■ EXERCISE
Identify all lines below that hold "Example" and collect them.

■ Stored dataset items
◇ ◇ ◇ ◇ ◇

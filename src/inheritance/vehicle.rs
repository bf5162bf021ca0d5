//! Pattern 1: Shared base state and overridable behavior
//! Example: Cars and motorcycles over a common `VehicleProfile`
//!
//! Run with: cargo run --bin inheritance_01_vehicles
//!
//! `print_info` comes from a blanket impl, so a variant cannot replace it:
//!
//! ```compile_fail
//! use oop_concepts::inheritance::vehicle::{Vehicle, VehicleInfo, VehicleProfile};
//!
//! struct Truck {
//!     profile: VehicleProfile,
//! }
//!
//! impl Vehicle for Truck {
//!     fn profile(&self) -> &VehicleProfile {
//!         &self.profile
//!     }
//! }
//!
//! impl VehicleInfo for Truck {
//!     fn print_info(&self) -> String {
//!         String::from("my own info")
//!     }
//! }
//! ```

use std::io::{self, Write};

use crate::console::Console;

#[derive(Debug, Clone, PartialEq, Eq)]
pub struct VehicleProfile {
    brand: String,
    year: u16,
}

impl VehicleProfile {
    pub fn new(brand: impl Into<String>, year: u16) -> Self {
        Self {
            brand: brand.into(),
            year,
        }
    }

    pub fn brand(&self) -> &str {
        &self.brand
    }

    pub fn year(&self) -> u16 {
        self.year
    }
}

pub trait Vehicle {
    fn profile(&self) -> &VehicleProfile;

    fn start(&self) -> String {
        format!("{} vehicle starting...", self.profile().brand())
    }

    fn stop(&self) -> String {
        format!("{} vehicle stopping...", self.profile().brand())
    }
}

/// Behavior shared by every vehicle that no vehicle may change.
pub trait VehicleInfo {
    fn print_info(&self) -> String;
}

impl<V: Vehicle + ?Sized> VehicleInfo for V {
    fn print_info(&self) -> String {
        let profile = self.profile();
        format!("Brand: {}, Year: {}", profile.brand(), profile.year())
    }
}

#[derive(Debug, Clone)]
pub struct Car {
    profile: VehicleProfile,
    doors: u8,
}

impl Car {
    pub fn new(brand: impl Into<String>, year: u16, doors: u8) -> Self {
        Self {
            profile: VehicleProfile::new(brand, year),
            doors,
        }
    }

    pub fn doors(&self) -> u8 {
        self.doors
    }

    pub fn open_trunk(&self) -> &'static str {
        "Trunk opened"
    }
}

impl Vehicle for Car {
    fn profile(&self) -> &VehicleProfile {
        &self.profile
    }

    fn start(&self) -> String {
        format!(
            "{} car with {} doors starting...",
            self.profile.brand(),
            self.doors
        )
    }

    fn stop(&self) -> String {
        format!("{} car is parking...", self.profile.brand())
    }
}

#[derive(Debug, Clone)]
pub struct Motorcycle {
    profile: VehicleProfile,
    has_sidecar: bool,
}

impl Motorcycle {
    pub fn new(brand: impl Into<String>, year: u16, has_sidecar: bool) -> Self {
        Self {
            profile: VehicleProfile::new(brand, year),
            has_sidecar,
        }
    }

    pub fn has_sidecar(&self) -> bool {
        self.has_sidecar
    }

    pub fn wheelie(&self) -> &'static str {
        if self.has_sidecar {
            "No wheelies with a sidecar attached"
        } else {
            "Performing a wheelie!"
        }
    }
}

impl Vehicle for Motorcycle {
    fn profile(&self) -> &VehicleProfile {
        &self.profile
    }

    fn start(&self) -> String {
        format!("{} motorcycle engine roaring...", self.profile.brand())
    }

    fn stop(&self) -> String {
        format!("{} motorcycle stopped", self.profile.brand())
    }
}

pub fn demo<W: Write>(console: &mut Console<W>) -> io::Result<()> {
    let car = Car::new("Toyota", 2023, 4);
    let bike = Motorcycle::new("Harley-Davidson", 2022, false);

    console.heading("Car Info")?;
    console.line(car.print_info())?;
    console.line(car.start())?;
    console.line(car.stop())?;
    console.line(car.open_trunk())?;

    console.blank()?;
    console.heading("Motorcycle Info")?;
    console.line(bike.print_info())?;
    console.line(bike.start())?;
    console.line(bike.stop())?;
    console.line(bike.wheelie())?;

    // Only the trait's operations are reachable through these handles:
    // no open_trunk(), no wheelie().
    console.blank()?;
    console.heading("Through &dyn Vehicle")?;
    let vehicles: [&dyn Vehicle; 2] = [&car, &bike];
    for vehicle in vehicles {
        console.line(vehicle.start())?;
        console.line(vehicle.print_info())?;
    }
    Ok(())
}
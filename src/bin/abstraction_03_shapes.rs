//! Chapter 1, Pattern 3: shapes behind an abstract contract
//!
//! Run with: cargo run --bin abstraction_03_shapes

use anyhow::Context;
use oop_concepts::abstraction::shape;
use oop_concepts::{logging, Console, DemoConfig};

fn main() -> anyhow::Result<()> {
    logging::init();
    let config = DemoConfig::embedded().context("loading embedded demo config")?;

    let mut console = Console::stdout();
    shape::demo(&mut console, &config.shapes)?;
    console.flush()?;
    Ok(())
}
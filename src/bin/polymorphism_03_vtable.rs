//! Chapter 4, Pattern 3: what dynamic dispatch costs
//!
//! Run with: cargo run --bin polymorphism_03_vtable

use anyhow::Context;
use oop_concepts::polymorphism::vtable;
use oop_concepts::{logging, Console, DemoConfig};

fn main() -> anyhow::Result<()> {
    logging::init();
    let config = DemoConfig::embedded().context("loading embedded demo config")?;

    let mut console = Console::stdout();
    vtable::demo(&mut console, config.vtable.rotation_degrees)?;
    console.flush()?;
    Ok(())
}
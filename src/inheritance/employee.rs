//! Pattern 3: Abstract worker contract
//! Example: A company of engineers, managers and designers
//!
//! Run with: cargo run --bin inheritance_03_employees

use std::io::{self, Write};

use serde::Deserialize;

use crate::console::Console;
use crate::money::Money;

pub trait Employee {
    fn name(&self) -> &str;
    fn work(&self) -> String;
    fn salary(&self) -> Money;

    fn salary_report(&self) -> String {
        format!("{}'s salary: {}", self.name(), self.salary())
    }
}

macro_rules! employee_variant {
    ($ty:ident, $salary:expr, $activity:literal) => {
        #[derive(Debug, Clone, PartialEq, Eq)]
        pub struct $ty {
            name: String,
        }

        impl $ty {
            pub const SALARY: Money = $salary;

            pub fn new(name: impl Into<String>) -> Self {
                Self { name: name.into() }
            }
        }

        impl Employee for $ty {
            fn name(&self) -> &str {
                &self.name
            }

            fn work(&self) -> String {
                format!("{} {}", self.name, $activity)
            }

            fn salary(&self) -> Money {
                Self::SALARY
            }
        }
    };
}

employee_variant!(Engineer, Money::dollars(80_000), "is writing code and debugging");
employee_variant!(Manager, Money::dollars(100_000), "is managing the team");
employee_variant!(Designer, Money::dollars(75_000), "is designing user interfaces");

#[derive(Debug, Clone, Copy, PartialEq, Eq, Deserialize)]
#[serde(rename_all = "lowercase")]
pub enum Role {
    Engineer,
    Manager,
    Designer,
}

/// One entry of the company roster in the demo config.
#[derive(Debug, Clone, PartialEq, Eq, Deserialize)]
#[serde(deny_unknown_fields)]
pub struct EmployeeSpec {
    pub name: String,
    pub role: Role,
}

impl EmployeeSpec {
    pub fn hire(&self) -> Box<dyn Employee> {
        let name = self.name.as_str();
        match self.role {
            Role::Engineer => Box::new(Engineer::new(name)),
            Role::Manager => Box::new(Manager::new(name)),
            Role::Designer => Box::new(Designer::new(name)),
        }
    }
}

pub fn payroll(staff: &[Box<dyn Employee>]) -> Option<Money> {
    staff
        .iter()
        .try_fold(Money::ZERO, |total, employee| total.checked_add(employee.salary()))
}

pub fn demo<W: Write>(console: &mut Console<W>, roster: &[EmployeeSpec]) -> io::Result<()> {
    let company: Vec<Box<dyn Employee>> = roster.iter().map(EmployeeSpec::hire).collect();

    console.heading("Company Staff")?;
    for employee in &company {
        console.blank()?;
        console.line(format!("{}:", employee.name()))?;
        console.line(employee.work())?;
        console.line(employee.salary_report())?;
    }

    console.blank()?;
    console.heading("Today's Work Day")?;
    console.line("Everyone at work:")?;
    for employee in &company {
        console.line(format!("  - {}", employee.work()))?;
    }

    if let Some(total) = payroll(&company) {
        console.blank()?;
        console.line(format!("Total payroll: {total}"))?;
    }
    Ok(())
}

#[cfg(test)]
mod tests {
    use super::*;

    fn roster() -> Vec<EmployeeSpec> {
        [
            ("Alice", Role::Engineer),
            ("Bob", Role::Manager),
            ("Charlie", Role::Designer),
            ("David", Role::Engineer),
        ]
        .into_iter()
        .map(|(name, role)| EmployeeSpec {
            name: name.to_string(),
            role,
        })
        .collect()
    }

    #[test]
    fn salaries_by_role() {
        assert_eq!(Engineer::new("A").salary(), Money::dollars(80_000));
        assert_eq!(Manager::new("B").salary(), Money::dollars(100_000));
        assert_eq!(Designer::new("C").salary(), Money::dollars(75_000));
    }

    #[test]
    fn default_salary_report() {
        assert_eq!(
            Manager::new("Bob").salary_report(),
            "Bob's salary: $100000.00"
        );
    }

    #[test]
    fn hire_builds_the_right_variant() {
        let staff: Vec<Box<dyn Employee>> = roster().iter().map(EmployeeSpec::hire).collect();
        let work: Vec<String> = staff.iter().map(|e| e.work()).collect();
        assert_eq!(
            work,
            vec![
                "Alice is writing code and debugging",
                "Bob is managing the team",
                "Charlie is designing user interfaces",
                "David is writing code and debugging",
            ]
        );
        assert_eq!(payroll(&staff), Some(Money::dollars(335_000)));
    }

    #[test]
    fn role_parses_lowercase() {
        let spec: EmployeeSpec = toml::from_str("name = \"Eve\"\nrole = \"designer\"").unwrap();
        assert_eq!(spec.role, Role::Designer);
        assert!(toml::from_str::<EmployeeSpec>("name = \"Eve\"\nrole = \"intern\"").is_err());
    }

    #[test]
    fn demo_lists_work_day() {
        let mut console = Console::capture();
        demo(&mut console, &roster()).unwrap();
        let transcript = console.transcript();
        assert!(transcript.contains("Alice:\nAlice is writing code and debugging\nAlice's salary: $80000.00\n"));
        assert!(transcript.contains("Everyone at work:\n  - Alice is writing code and debugging\n"));
        assert!(transcript.ends_with("Total payroll: $335000.00\n"));
    }
}
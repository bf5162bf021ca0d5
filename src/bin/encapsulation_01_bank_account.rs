//! Chapter 2, Pattern 1: a bank account with validated mutation
//!
//! Run with: cargo run --bin encapsulation_01_bank_account

use anyhow::Context;
use oop_concepts::encapsulation::bank_account;
use oop_concepts::{logging, Console, DemoConfig};

fn main() -> anyhow::Result<()> {
    logging::init();
    let config = DemoConfig::embedded().context("loading embedded demo config")?;

    let mut console = Console::stdout();
    bank_account::demo(&mut console, &config.bank)?;
    console.flush()?;
    Ok(())
}
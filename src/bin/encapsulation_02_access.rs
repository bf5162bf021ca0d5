//! Chapter 2, Pattern 2: public, module-scoped and private fields
//!
//! Run with: cargo run --bin encapsulation_02_access

use oop_concepts::encapsulation::access;
use oop_concepts::{logging, Console};

fn main() -> anyhow::Result<()> {
    logging::init();

    let mut console = Console::stdout();
    access::demo(&mut console)?;
    console.flush()?;
    Ok(())
}
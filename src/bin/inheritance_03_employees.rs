//! Chapter 3, Pattern 3: an abstract worker contract
//!
//! Run with: cargo run --bin inheritance_03_employees

use anyhow::Context;
use oop_concepts::inheritance::employee;
use oop_concepts::{logging, Console, DemoConfig};

fn main() -> anyhow::Result<()> {
    logging::init();
    let config = DemoConfig::embedded().context("loading embedded demo config")?;

    let mut console = Console::stdout();
    employee::demo(&mut console, &config.company)?;
    console.flush()?;
    Ok(())
}
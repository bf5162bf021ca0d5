//! Chapter 3, Pattern 1: shared base state with overridable and final operations
//!
//! Run with: cargo run --bin inheritance_01_vehicles

use oop_concepts::inheritance::vehicle;
use oop_concepts::{logging, Console};

fn main() -> anyhow::Result<()> {
    logging::init();

    let mut console = Console::stdout();
    vehicle::demo(&mut console)?;
    console.flush()?;
    Ok(())
}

◇ ◇ ◇ ◇ ◇

■ EXERCISE OUTPUT
//! Example: Cars and motorcycles over a common `VehicleProfile`
//! Example: A company of engineers, managers and designers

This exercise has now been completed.